On December 31, 2008, United Fuel & Energy Corporation, a Texas corporation (“United Fuel”), a wholly-owned subsidiary of United Fuel & Energy Corporation, a Nevada corporation (the “Company”), entered into and closed an Asset Purchase Agreement dated December 31, 2008 (the “Purchase Agreement”), by and between United Fuel and Propane Direct Enterprises, LLC, a Texas limited liability company (“Propane Direct”), pursuant to which United Fuel agreed to sell substantially all of the assets of its propane distribution business to Propane Direct, excluding approximately a $3.4 million portion of the accounts receivable that are being retained by United Fuel, and Propane Direct agreed to assume all the liabilities arising out of the ownership or operation of such assets (the “Propane Disposition”). The Propane Disposition occurred simultaneously with the signing of the Purchase Agreement. The Propane Direct entity involved in the Propane Disposition is not related to Propane Direct, LLC, the Oklahoma limited liability company from whom United Fuel acquired certain propane-related assets in 2007 as described in the Company’s Current Report on Form 8-K filed on June 6, 2007.

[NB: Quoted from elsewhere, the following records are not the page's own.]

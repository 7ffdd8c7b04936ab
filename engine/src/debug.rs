//! Debugger session model.
//!
//! Holds the target executable and an ordered breakpoint list, and turns them
//! into a `gdb` invocation.

use std::env::consts::EXE_SUFFIX;
use std::fmt;
use std::path::{Path, PathBuf};

use kiln_tools::{CapturedOutput, DetectedShell, ProcessError, quote_arg, run_shell_command};
use thiserror::Error;

#[derive(Debug, Error)]
pub enum DebugError {
    #[error("executable path is empty")]
    EmptyPath,
    #[error("executable {} does not exist", .0.display())]
    NotFound(PathBuf),
    #[error("no executable loaded")]
    NoExecutable,
    #[error(transparent)]
    Process(#[from] ProcessError),
}

#[derive(Debug, Clone, Copy, PartialEq, Eq, Default)]
pub enum BreakpointKind {
    #[default]
    Line,
    Function,
    Conditional,
    Watch,
}

#[derive(Debug, Clone, Copy, PartialEq, Eq, Default)]
pub enum BreakpointStatus {
    #[default]
    Enabled,
    Disabled,
    Hit,
}

#[derive(Debug, Clone, PartialEq, Eq)]
pub struct Breakpoint {
    pub file: String,
    pub line: u32,
    pub kind: BreakpointKind,
    pub status: BreakpointStatus,
    /// Only set for [`BreakpointKind::Conditional`].
    pub condition: Option<String>,
}

impl Breakpoint {
    fn at(&self, file: &str, line: u32) -> bool {
        self.file == file && self.line == line
    }

    /// Argument for gdb's `break` command.
    fn gdb_location(&self) -> String {
        match &self.condition {
            Some(cond) => format!("{}:{} if {}", self.file, self.line, cond),
            None => format!("{}:{}", self.file, self.line),
        }
    }
}

impl fmt::Display for Breakpoint {
    fn fmt(&self, f: &mut fmt::Formatter<'_>) -> fmt::Result {
        write!(f, "{}:{}", self.file, self.line)
    }
}

#[derive(Debug, Default)]
pub struct DebugSession {
    executable: Option<PathBuf>,
    breakpoints: Vec<Breakpoint>,
}

impl DebugSession {
    #[must_use]
    pub fn new() -> Self {
        Self::default()
    }

    #[must_use]
    pub fn executable(&self) -> Option<&Path> {
        self.executable.as_deref()
    }

    #[must_use]
    pub fn breakpoints(&self) -> &[Breakpoint] {
        &self.breakpoints
    }

    /// Select the program to debug. The platform executable suffix is
    /// appended when `path` lacks it.
    pub fn load_executable(&mut self, path: impl AsRef<Path>) -> Result<(), DebugError> {
        let path = path.as_ref();
        if path.as_os_str().is_empty() {
            tracing::warn!("Debug executable path is empty");
            return Err(DebugError::EmptyPath);
        }

        let path = with_exe_suffix(path);
        if !path.exists() {
            tracing::warn!(path = %path.display(), "Debug executable does not exist");
            return Err(DebugError::NotFound(path));
        }

        tracing::debug!(path = %path.display(), "Debug executable loaded");
        self.executable = Some(path);
        Ok(())
    }

    /// Add an enabled line breakpoint. Returns false if one already exists there.
    pub fn add_breakpoint(&mut self, file: impl Into<String>, line: u32) -> bool {
        self.insert(Breakpoint {
            file: file.into(),
            line,
            kind: BreakpointKind::Line,
            status: BreakpointStatus::Enabled,
            condition: None,
        })
    }

    pub fn add_conditional_breakpoint(
        &mut self,
        file: impl Into<String>,
        line: u32,
        condition: impl Into<String>,
    ) -> bool {
        self.insert(Breakpoint {
            file: file.into(),
            line,
            kind: BreakpointKind::Conditional,
            status: BreakpointStatus::Enabled,
            condition: Some(condition.into()),
        })
    }

    fn insert(&mut self, bp: Breakpoint) -> bool {
        if self.find_breakpoint(&bp.file, bp.line).is_some() {
            return false;
        }
        tracing::trace!(breakpoint = %bp, "Breakpoint added");
        self.breakpoints.push(bp);
        true
    }

    pub fn remove_breakpoint(&mut self, file: &str, line: u32) -> bool {
        match self.breakpoints.iter().position(|bp| bp.at(file, line)) {
            Some(index) => {
                self.breakpoints.remove(index);
                tracing::trace!(file, line, "Breakpoint removed");
                true
            }
            None => {
                tracing::warn!(file, line, "No breakpoint to remove");
                false
            }
        }
    }

    pub fn enable_breakpoint(&mut self, file: &str, line: u32) -> bool {
        self.set_status(file, line, BreakpointStatus::Enabled)
    }

    pub fn disable_breakpoint(&mut self, file: &str, line: u32) -> bool {
        self.set_status(file, line, BreakpointStatus::Disabled)
    }

    fn set_status(&mut self, file: &str, line: u32, status: BreakpointStatus) -> bool {
        match self.find_breakpoint_mut(file, line) {
            Some(bp) => {
                bp.status = status;
                true
            }
            None => {
                tracing::warn!(file, line, "No breakpoint at location");
                false
            }
        }
    }

    #[must_use]
    pub fn find_breakpoint(&self, file: &str, line: u32) -> Option<&Breakpoint> {
        self.breakpoints.iter().find(|bp| bp.at(file, line))
    }

    fn find_breakpoint_mut(&mut self, file: &str, line: u32) -> Option<&mut Breakpoint> {
        self.breakpoints.iter_mut().find(|bp| bp.at(file, line))
    }

    /// `gdb --ex "break <loc>"... --ex run --args "<exe>"`, enabled breakpoints only.
    #[must_use]
    pub fn gdb_command(&self) -> Option<String> {
        let exe = self.executable.as_deref()?;
        let mut cmd = String::from("gdb");
        for bp in self
            .breakpoints
            .iter()
            .filter(|bp| bp.status != BreakpointStatus::Disabled)
        {
            cmd.push_str(&format!(
                " --ex \"break {}\"",
                bp.gdb_location().replace('"', "\\\"")
            ));
        }
        cmd.push_str(" --ex run --args ");
        cmd.push_str(&quote_arg(exe));
        Some(cmd)
    }

    /// Run gdb on the loaded executable and wait for it to exit.
    pub async fn launch(&self, shell: &DetectedShell) -> Result<CapturedOutput, DebugError> {
        let command = self.gdb_command().ok_or(DebugError::NoExecutable)?;
        tracing::debug!(command = %command, "Launching debugger");
        let output = run_shell_command(shell, &command, None).await?;
        if !output.success {
            tracing::warn!("Debugger exited with {}", output.status_label());
        }
        Ok(output)
    }
}

fn with_exe_suffix(path: &Path) -> PathBuf {
    let suffix = EXE_SUFFIX.trim_start_matches('.');
    if suffix.is_empty()
        || path
            .extension()
            .is_some_and(|ext| ext.eq_ignore_ascii_case(suffix))
    {
        return path.to_path_buf();
    }
    let mut with_suffix = path.as_os_str().to_owned();
    with_suffix.push(EXE_SUFFIX);
    PathBuf::from(with_suffix)
}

Thomas E. Kelly, the Company’s Vice Chairman and a member of the Company’s board of directors, is a manager and principal beneficial owner of Propane Direct and also serves as Propane Direct’s chief executive officer. Mr. Kelly has personally guaranteed Propane Direct’s promissory notes issued to United Fuel as described below.
The purchase price payable by Propane Direct under the terms of the Purchase Agreement was approximately $9.8 million, subject to certain post-closing adjustments set forth in the Purchase Agreement. The purchase price was paid by the delivery of three promissory notes of Propane Direct in favor of United Fuel: (i) a short term unsecured promissory note for approximately $7.7 million (the “Bridge Note”); (ii) a subordinated unsecured promissory note for approximately $1.5 million (the “Subordinated Note”); and (iii) a deed of trust note for approximately $0.6 million (the “Deed of Trust Note”).
United Fuel accepted the Bridge Note as part of the consideration for the Propane Disposition at closing in order to facilitate the closing on December 31, 2008. United Fuel was unable to obtain the consent of one of its lenders for the Propane Disposition prior to Propane Direct’s lender’s wire transfer deadline. When United Fuel did receive the consent of its lender later in the day on December 31, 2008, it accepted the Bridge Note from Propane Direct in lieu of cash at closing. The Bridge Note had a maturity date of January 7, 2009 and was repaid in full in cash by Propane Direct on January 5, 2008.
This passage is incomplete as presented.